When my first son was born, we had a lot of what I would imagine were normal expectations for him. I really never thought too far ahead of where he was developmentally. Things for a new mother are very hard. You pretty much get little rest and are on 24/7 survival duty. You can’t seem to find any time to shower or think much less pee. I think like all new moms, I loved each stage. I was kind of sad as each was coming to an end, but I was always thankful that with each graduation, my son developed more independence. I, as a mother, would gradually get my bodily autonomy back with each stage of development. It’s a huge moment for a mother when you can start going to the bathroom with the door closed again. My kids are 7 and 9, and I am just there. I obviously missed my big moment. You laugh, but it just became a habit to leave the door open a crack in case of an emergency. My husband recently pointed out I was doing it, and I wasn’t even aware. The phase, though, was over a solid 4 years ago.
With my oldest, it became apparent that some of those transitions to independence weren’t happening on schedule. He was diagnosed at first as having several common developmental delays. Many signs of autism spectrum disorder were there. We wanted to figure out the best ways to help him develop in ways that made his life functional and independent. We wanted him to be able to read and learn and progress in ways that opened up the world of education to him. What we were given through the various early childhood development programs was speech therapy. The problem was, he never had an issue with speaking. He had an issue with functional language which has nothing to do with the ability to form words. It had to do with his brain understanding thoughts and converting them into sounds that we distinguish as meaningful language.
The speech therapist came in and showed us ways to help him start using words that were behavioral. So, instead of saying “cheese” which was his word for any food and “juice” which was his word for any drink, she would have him say, “I-want-cheese.” Then, we would give it to him. The problem was, he had no idea what “I” indicated, much less “want,” so he was just being programmed like a robot to repeat meaningless (to him) phrases on command to get what he wanted. He sounded more like he knew what he was doing. So, we tricked strangers into thinking he was more “normal” than he was. Sad to say, many parents are excited for these little “achievements” and praise behavioral therapy on account of them as a win. I saw through it straight away. “Kimbel, point to I. Who is I?” “Who is you?” “Point to you.” I would ask him various questions. If he acknowledged I was speaking at all, his face demonstrated bewilderment.
We tried sign language. Thank goodness sign language is somewhat more intuitive for children on the spectrum. The sign for want is hands grabbing out to something and closing them while bringing the invisible item in toward the body. This made language make a little more sense to him.

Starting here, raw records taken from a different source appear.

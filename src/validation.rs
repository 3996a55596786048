use serde::Serialize;
use thiserror::Error;

/// Length of a transaction hash.
pub const TX_HASH_LEN: usize = 64;
/// Prefix every account address carries.
pub const ADDRESS_PREFIX: &str = "oct";
/// Addresses are longer than this.
pub const ADDRESS_MIN_LEN: usize = 40;

#[derive(Error, Debug, PartialEq, Eq)]
pub enum ValidationError {
    #[error("Empty search query")]
    EmptyQuery,

    #[error("Invalid search query: {0}")]
    InvalidSearchQuery(String),

    #[error("Invalid transaction hash: {0}")]
    InvalidTxHash(String),

    #[error("Invalid address format: {0}")]
    InvalidAddress(String),

    #[error("Invalid epoch number: {0}")]
    InvalidEpoch(String),
}

/// Where a search query leads.
#[derive(Debug, Clone, PartialEq, Eq, Serialize)]
#[serde(tag = "kind", content = "value", rename_all = "lowercase")]
pub enum SearchTarget {
    Tx(String),
    Address(String),
    /// Any finite number; the epoch view itself only accepts integers.
    Epoch(String),
}

impl SearchTarget {
    /// Front-end route of the view this target opens.
    pub fn route(&self) -> String {
        match self {
            SearchTarget::Tx(hash) => format!("/tx/{}", hash),
            SearchTarget::Address(address) => format!("/address/{}", address),
            SearchTarget::Epoch(epoch) => format!("/epoch/{}", epoch),
        }
    }
}

/// Classify a search query: a 64-character string is a transaction hash, a
/// long `oct`-prefixed string an address, any finite number an epoch.
pub fn classify_query(query: &str) -> Result<SearchTarget, ValidationError> {
    let query = query.trim();
    if query.is_empty() {
        return Err(ValidationError::EmptyQuery);
    }

    if query.chars().count() == TX_HASH_LEN {
        Ok(SearchTarget::Tx(query.to_string()))
    } else if is_address(query) {
        Ok(SearchTarget::Address(query.to_string()))
    } else if is_number(query) {
        Ok(SearchTarget::Epoch(query.to_string()))
    } else {
        Err(ValidationError::InvalidSearchQuery(query.to_string()))
    }
}

fn is_number(candidate: &str) -> bool {
    candidate.parse::<f64>().is_ok_and(f64::is_finite)
}

fn is_address(candidate: &str) -> bool {
    candidate.starts_with(ADDRESS_PREFIX) && candidate.chars().count() > ADDRESS_MIN_LEN
}

pub fn validate_tx_hash(hash: &str) -> Result<(), ValidationError> {
    if hash.chars().count() != TX_HASH_LEN {
        return Err(ValidationError::InvalidTxHash(hash.to_string()));
    }
    Ok(())
}

pub fn validate_address(address: &str) -> Result<(), ValidationError> {
    if !is_address(address) {
        return Err(ValidationError::InvalidAddress(address.to_string()));
    }
    Ok(())
}

pub fn validate_epoch(epoch: &str) -> Result<u64, ValidationError> {
    epoch
        .trim()
        .parse::<u64>()
        .map_err(|_| ValidationError::InvalidEpoch(epoch.to_string()))
}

We did the “Signing Time” program with Rachel. We even met her when she came to DC. I admit I almost cried meeting her. My mother was there looking very cool over the event, so I held back out of embarrassment for what she would think of her 40 something year old, grown daughter crying over the fiasco that was the live stage show. It was really chaotic. I’m crying now a little recalling how I felt, though, in that experience which I had nearly forgot. The stages go by much quicker now leaving little time for reflection.
The long story short is that in the year my son spent with a speech therapist, he made little progress. What developmental spurts he had seemed to come directly as a result of being sick, speech therapy being canceled and a healing diet of soups implemented for the interim until he got better. When therapy would resume, the therapists would say they could see that we were keeping up with all the homework better. In truth, we were not thrilled with behavioral therapy, and we were much less inclined to fiddle with it when he was sick. At the end of our year, we started to believe he was struggling with autism. All the other signs were there: echolalia, lining up cars and toys, laughing at inappropriate times, watching kids play with interest but never engaging in the play, zero eye contact, still no functional language, zero pain tolerance or responses to getting hurt (in a cause and effect sort of natural repercussion development of fear that thriving beings possess), and he was repeating meaningless phrases at random in all sorts of situations.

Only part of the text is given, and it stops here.